We’ve put together discussion questions for Sapiens by Yuval Noah Harari that you can use with a book club or a class at school. We include sample answers, book club activities that will help you get more out of what you’ve read, and recommendations for more reading if you like this book.
Table of Contents
Book Synopsis
Sapiens traces the history of our species from the emergence of Homo sapiens in Africa—estimated at roughly 300,000 years ago to the present day. Harari identifies three major revolutions that shaped human history:
- Cognitive Revolution—Estimated to be around 70,000 years ago, it’s believed this is when humans developed the ability to create fiction, myths, and shared beliefs that enabled large-scale cooperation.

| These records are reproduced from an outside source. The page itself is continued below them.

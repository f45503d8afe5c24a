//! Context error types

use crate::validate::Inconsistency;
use thiserror::Error;

/// Result type for context decoding and validation
pub type ContextResult<T> = Result<T, ContextError>;

/// Errors raised at the serialization boundary
#[derive(Debug, Error, Clone, PartialEq, Eq)]
pub enum ContextError {
    /// The value does not have the shape of an editor context
    #[error("Malformed context: {reason}")]
    MalformedContext { reason: String },

    /// The value is well-formed but violates a snapshot invariant
    #[error("Inconsistent context: {}", list(.0))]
    InconsistentContext(Vec<Inconsistency>),
}

impl ContextError {
    pub fn malformed(reason: impl Into<String>) -> Self {
        ContextError::MalformedContext {
            reason: reason.into(),
        }
    }

    pub fn is_malformed(&self) -> bool {
        matches!(self, ContextError::MalformedContext { .. })
    }

    pub fn is_inconsistent(&self) -> bool {
        matches!(self, ContextError::InconsistentContext(_))
    }

    /// Returns the violated invariants, if this is an inconsistency error
    pub fn inconsistencies(&self) -> &[Inconsistency] {
        match self {
            ContextError::InconsistentContext(found) => found,
            ContextError::MalformedContext { .. } => &[],
        }
    }
}

impl From<serde_json::Error> for ContextError {
    fn from(err: serde_json::Error) -> Self {
        ContextError::malformed(err.to_string())
    }
}

fn list(found: &[Inconsistency]) -> String {
    found
        .iter()
        .map(|i| i.to_string())
        .collect::<Vec<_>>()
        .join("; ")
}
//! # Context Host Service
//!
//! This crate publishes editor contexts from the editor core to any number
//! of presentation clients.
//!
//! ## Philosophy
//!
//! - **Snapshots, not streams**: Every frame carries a complete context
//! - **Immutable frames**: Frames are shared by `Arc`, never mutated
//! - **Monotonic revisions**: Revisions strictly increase per host
//! - **Latest wins**: A slow subscriber skips superseded frames
//! - **Validated at the door**: The configured policy runs before publishing
//!
//! ## Non-Goals
//!
//! This is NOT:
//! - A transport (sockets, framing)
//! - A diff or patch protocol
//! - A renderer

pub mod config;
pub mod frame;
pub mod host;

pub use config::{ConfigError, ConfigResult, HostConfig};
pub use frame::{ContextFrame, HostId};
pub use host::{ContextHost, ContextSubscriber, HostError};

- Agricultural Revolution—Estimated to be around 12,000 years ago, this might have been “history’s biggest fraud” (Harari controversially argues), as it trapped humans in harder lives of labor despite population growth.
- Scientific Revolution—Around 500 years ago, this fundamentally changed how humans understand and manipulate the world.
Throughout the book, Harari explores how shared myths—including religions, nations, corporations, and money—have been essential to human dominance, allowing strangers to cooperate in ways no other species can. He examines the costs of human progress, from the extinction of other human species and countless animals to the often-decreased quality of life for individual humans. The book concludes by raising deep questions about where biotechnology, artificial intelligence, and other emerging technologies are taking humanity, and whether our increasing power is making us happier and what we actually want to become.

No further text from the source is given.